At around the same time as the episode with the crying man in the car, a couple of years later, my mother had been nominated as lead organizer for the Communist Party in the District of Columbia. She may have held that title briefly, in fact; it’s not like there are personnel records to consult. But in her version of the story, she understood that she was at a crossroads in her life: She was disgusted with the Party and didn’t want the job, so she simply walked away. Not exactly a moral parable for the ages, but instructive enough in its way.
If the story I have told you so far feels a bit novelistic, well, it feels that way to me too. I know it’s true, in a general sense, but it’s also “based on a true story,” as they say.

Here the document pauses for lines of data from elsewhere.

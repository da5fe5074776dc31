pub mod cleanup;
pub mod config;
pub mod driver;
pub mod error;
pub mod label;
pub mod progress;
pub mod session;
pub mod settings;
pub mod source;

#[cfg(test)]
mod testing;

pub use cleanup::{CANCELLED_EXIT_CODE, CleanupCoordinator, HardwareGuard, SessionOutcome};
pub use config::{
    Calibration, DriftWarning, LabelMode, RecorderModel, SessionConfig, SessionMode, Timings,
    TmarkPolicy,
};
pub use driver::{Button, ButtonEvent, SignalDriver, SimulatedDriver};
pub use error::{DriverError, SessionError, SessionResult, SourceError};
pub use progress::{Progress, ProgressSink, StdoutProgress};
pub use session::{Session, SessionController, TimingBudget};
pub use settings::Settings;
pub use source::{
    DEFAULT_BEEFWEB_URL, PlaybackState, PlaylistProvider, PlaylistSource, TrackLabel,
    TrackListRequest,
};
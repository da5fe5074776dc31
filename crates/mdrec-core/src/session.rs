//! Recording and labelling session controller.
//!
//! Drives the recorder through one strictly ordered sequence per session:
//!
//! ```text
//! Silent        standby ─ settle ─ Pause ─ play playlist
//!               per track: label ─ wait out track ─ TMark | silence gap | Stop (last)
//! LiveLabel     per track: Play ─ Pause ─ label ─ Right | Stop (last)
//! EraseRelabel  as LiveLabel, erasing the old title before typing
//! all modes     TOC commit wait ─ optional disc title
//! ```
//!
//! Every wait is cancellable, and the cancellation token is also checked
//! before each track and before each hardware call.

use std::time::Duration;
use tokio_util::sync::CancellationToken;

use crate::config::{DriftWarning, SessionConfig, SessionMode, Timings, TmarkPolicy};
use crate::driver::{Button, ButtonEvent, SignalDriver};
use crate::error::{SessionError, SessionResult};
use crate::progress::{Progress, ProgressSink};
use crate::source::{PlaybackState, PlaylistSource, TrackLabel};

/// Everything the controller needs to know about one invocation
#[derive(Debug, Clone, PartialEq)]
pub struct Session {
    pub mode: SessionMode,
    pub tracks: Vec<TrackLabel>,
    pub disc_title: Option<String>,
    pub tmark_policy: TmarkPolicy,
}

impl Session {
    pub fn new(
        mode: SessionMode,
        tracks: Vec<TrackLabel>,
        disc_title: Option<String>,
        tmark_policy: TmarkPolicy,
    ) -> Self {
        Self {
            mode,
            tracks,
            disc_title,
            tmark_policy,
        }
    }

    /// Fetch the track list once and build the session from configuration.
    ///
    /// Runs before any hardware action, so an empty playlist never touches
    /// the recorder.
    pub async fn load(
        source: &dyn PlaylistSource,
        config: &SessionConfig,
        progress: &mut dyn ProgressSink,
    ) -> SessionResult<Self> {
        let tracks = source
            .fetch_track_list(&config.track_list_request())
            .await?;
        if tracks.is_empty() {
            return Err(SessionError::EmptyTrackList);
        }

        progress.status("The following tracks will be labelled:");
        for track in &tracks {
            progress.status(track);
        }

        Ok(Self::new(
            config.session_mode(),
            tracks,
            config.disc_title.clone().filter(|t| !t.trim().is_empty()),
            config.tmark_policy(),
        ))
    }
}

/// Wait before the track boundary, derived from the measured remaining time
#[derive(Debug, Clone, Copy, PartialEq)]
pub struct TimingBudget {
    raw_secs: f64,
}

impl TimingBudget {
    pub fn new(remaining_secs: f64, offset_secs: f64) -> Self {
        Self {
            raw_secs: remaining_secs - offset_secs,
        }
    }

    /// Unclamped budget; negative when labelling overran the track
    pub fn raw_secs(&self) -> f64 {
        self.raw_secs
    }

    /// Duration to actually wait, never negative
    pub fn wait(&self) -> Duration {
        Duration::try_from_secs_f64(self.raw_secs.max(0.0)).unwrap_or(Duration::ZERO)
    }

    pub fn exceeds(&self, warning: DriftWarning) -> bool {
        match warning {
            DriftWarning::Disabled => false,
            DriftWarning::Below { threshold_secs } => self.raw_secs < -threshold_secs.abs(),
        }
    }
}

/// Runs a [`Session`] against a signal driver and a playlist source
pub struct SessionController<'a> {
    driver: &'a mut dyn SignalDriver,
    source: &'a dyn PlaylistSource,
    progress: &'a mut dyn ProgressSink,
    timings: Timings,
    drift_warning: DriftWarning,
    cancel: CancellationToken,
}

impl<'a> SessionController<'a> {
    pub fn new(
        driver: &'a mut dyn SignalDriver,
        source: &'a dyn PlaylistSource,
        progress: &'a mut dyn ProgressSink,
        timings: Timings,
        drift_warning: DriftWarning,
        cancel: CancellationToken,
    ) -> Self {
        Self {
            driver,
            source,
            progress,
            timings,
            drift_warning,
            cancel,
        }
    }

    pub async fn run(&mut self, session: &Session) -> SessionResult<()> {
        if session.tracks.is_empty() {
            return Err(SessionError::EmptyTrackList);
        }
        tracing::info!(
            mode = ?session.mode,
            tracks = session.tracks.len(),
            driver = self.driver.name(),
            source = self.source.name(),
            "Starting session"
        );
        if let Some(notice) = self.driver.notice() {
            self.progress.status(notice);
        }

        if session.mode == SessionMode::Silent {
            self.arm_recording().await?;
        }

        let total = session.tracks.len();
        for (index, label) in session.tracks.iter().enumerate() {
            self.checkpoint()?;
            let is_last = index + 1 == total;

            match session.mode {
                SessionMode::Silent => self.progress.status(&format!("Recording: {label}")),
                _ => self.progress.status(&format!("Labelling: {label}")),
            }
            self.progress.progress(Progress::track(index, total));

            if session.mode.is_post_hoc() {
                self.relabel_track(label, is_last, session.mode.erases_titles())
                    .await?;
            } else {
                self.record_track(label, is_last, session.tmark_policy)
                    .await?;
            }
        }

        self.finish(session).await
    }

    /// Record-standby, then start recording and the playlist together
    async fn arm_recording(&mut self) -> SessionResult<()> {
        self.progress.status("Wait for REC Standby...");
        self.progress.progress(Progress::indeterminate());

        self.checkpoint()?;
        self.driver.enter_record_standby().await?;
        self.wait(self.timings.standby_settle).await?;

        self.press(Button::Pause).await?;
        self.checkpoint()?;
        self.source
            .set_playback_state(PlaybackState::StartFromFirst)
            .await?;
        Ok(())
    }

    async fn record_track(
        &mut self,
        label: &str,
        is_last: bool,
        policy: TmarkPolicy,
    ) -> SessionResult<()> {
        self.enter_label(label, false).await?;

        self.checkpoint()?;
        let remaining = self.source.current_track_remaining_secs().await?;
        let budget = TimingBudget::new(remaining, self.timings.tmark_offset_secs);
        self.progress.status(&format!(
            "Track labelled. Time to TMark: {:.0}s",
            remaining
        ));
        if budget.exceeds(self.drift_warning) {
            tracing::warn!(
                remaining_secs = remaining,
                overrun_secs = -budget.raw_secs(),
                "Labelling took longer than the track; the boundary will be late"
            );
        }
        self.wait(budget.wait()).await?;

        if is_last {
            // Stopping writes the TOC instead of starting another track
            return self.press(Button::Stop).await;
        }
        match policy {
            TmarkPolicy::TrackMark => self.press(Button::TMark).await,
            TmarkPolicy::SilenceGap => {
                self.set_playback(PlaybackState::Pause).await?;
                self.wait(self.timings.silence_gap).await?;
                self.set_playback(PlaybackState::Play).await
            }
        }
    }

    async fn relabel_track(&mut self, label: &str, is_last: bool, erase: bool) -> SessionResult<()> {
        // Play then Pause parks the transport at the start of the track
        self.press(Button::Play).await?;
        self.wait(self.timings.pulse_settle).await?;
        self.press(Button::Pause).await?;
        self.wait(self.timings.pulse_settle).await?;

        self.enter_label(label, erase).await?;

        if is_last {
            self.press(Button::Stop).await
        } else {
            self.press(Button::Right).await
        }
    }

    async fn finish(&mut self, session: &Session) -> SessionResult<()> {
        self.progress.status("Waiting for TOC to save...");
        self.progress.progress(Progress::indeterminate());
        self.wait(self.timings.toc_commit).await?;

        if let Some(title) = &session.disc_title {
            self.progress.status("Labelling album title...");
            self.enter_label(title, session.mode.erases_titles())
                .await?;
            self.press(Button::Stop).await?;
            self.wait(self.timings.final_settle).await?;
        }

        tracing::info!("Session complete");
        Ok(())
    }

    async fn enter_label(&mut self, text: &str, erase: bool) -> SessionResult<()> {
        self.checkpoint()?;
        self.driver.enter_label_entry().await?;
        if erase {
            self.checkpoint()?;
            let event = ButtonEvent::new(Button::Playmode, self.timings.press)
                .repeated(self.timings.erase_repeats);
            self.driver.press_button(event).await?;
        }
        self.checkpoint()?;
        self.driver.type_string(text).await?;
        Ok(())
    }

    async fn press(&mut self, button: Button) -> SessionResult<()> {
        self.checkpoint()?;
        self.driver
            .press_button(ButtonEvent::new(button, self.timings.press))
            .await?;
        Ok(())
    }

    async fn set_playback(&mut self, state: PlaybackState) -> SessionResult<()> {
        self.checkpoint()?;
        self.source.set_playback_state(state).await?;
        Ok(())
    }

    fn checkpoint(&self) -> SessionResult<()> {
        if self.cancel.is_cancelled() {
            return Err(SessionError::Cancelled);
        }
        Ok(())
    }

    /// The only suspension primitive: a sleep that ends early on cancellation
    async fn wait(&self, duration: Duration) -> SessionResult<()> {
        tokio::select! {
            biased;
            _ = self.cancel.cancelled() => Err(SessionError::Cancelled),
            _ = tokio::time::sleep(duration) => Ok(()),
        }
    }
}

I don’t actually know whether it was raining on that night in Washington, or what month it was, or how many people were in the car. I’m not quite sure what year it was either. My mother always placed it in 1952, which generally seemed to fit both historical events and her personal biography. But the documents in my stepfather's file appear to contradict that: FBI agents believed Mel and Diana had separated by the end of 1950, and their reports suggest that my mother's departure from the Communist Party was more gradual than sudden.
One possibility is that when the FBI questioned my mother, repeatedly and at length, about whether, when and why she had quit the Party and left her husband, she didn’t tell them the truth. (She is described in one memo as "not entirely cooperative.") Another possibility is that my mother borrowed or altered or embellished the tale of the weeping pharmacist, placing it in her story for maximum dramatic effect.
There is a third possibility which, understandably, I don’t much like but should acknowledge. It’s clear enough that those FBI agents tried to persuade or coerce my mother into providing them information — about Mel and others she knew in the Party — as the price of leaving her and her family alone. It's not clear whether they succeeded. But she was highly vulnerable, as a single mother with a young child who needed a job. And there's no question that happened to many other people, before and since — in the Communist Party and the labor movement, in the civil rights movement and the Black Panthers, in the anti-globalization movement and the eco-anarchist movement and the Palestinian solidarity movement and so on. (It also happened to the backwoods losers who wanted to kidnap the governor of Michigan, or at least said they did.) So, yeah, my mom could have been an informant. I’ll probably never know for sure.
As any journalist with real-world experience could have told you long before the dark insights of postwar philosophy made such concepts fashionable, truth is a slippery, ambiguous thing. It’s out there somewhere, but we don’t always find it, don’t always recognize it when we see it and very often don’t agree about what it means. That's not a new problem. So the last thing I will say here is that I believe this story is true — but then again, I’m the person telling it, so I would say that. It’s definitely not the kind of story where every question gets answered and every secret gets revealed. Are any of the stories we tell about our families, or about the past, or about America, ever like that?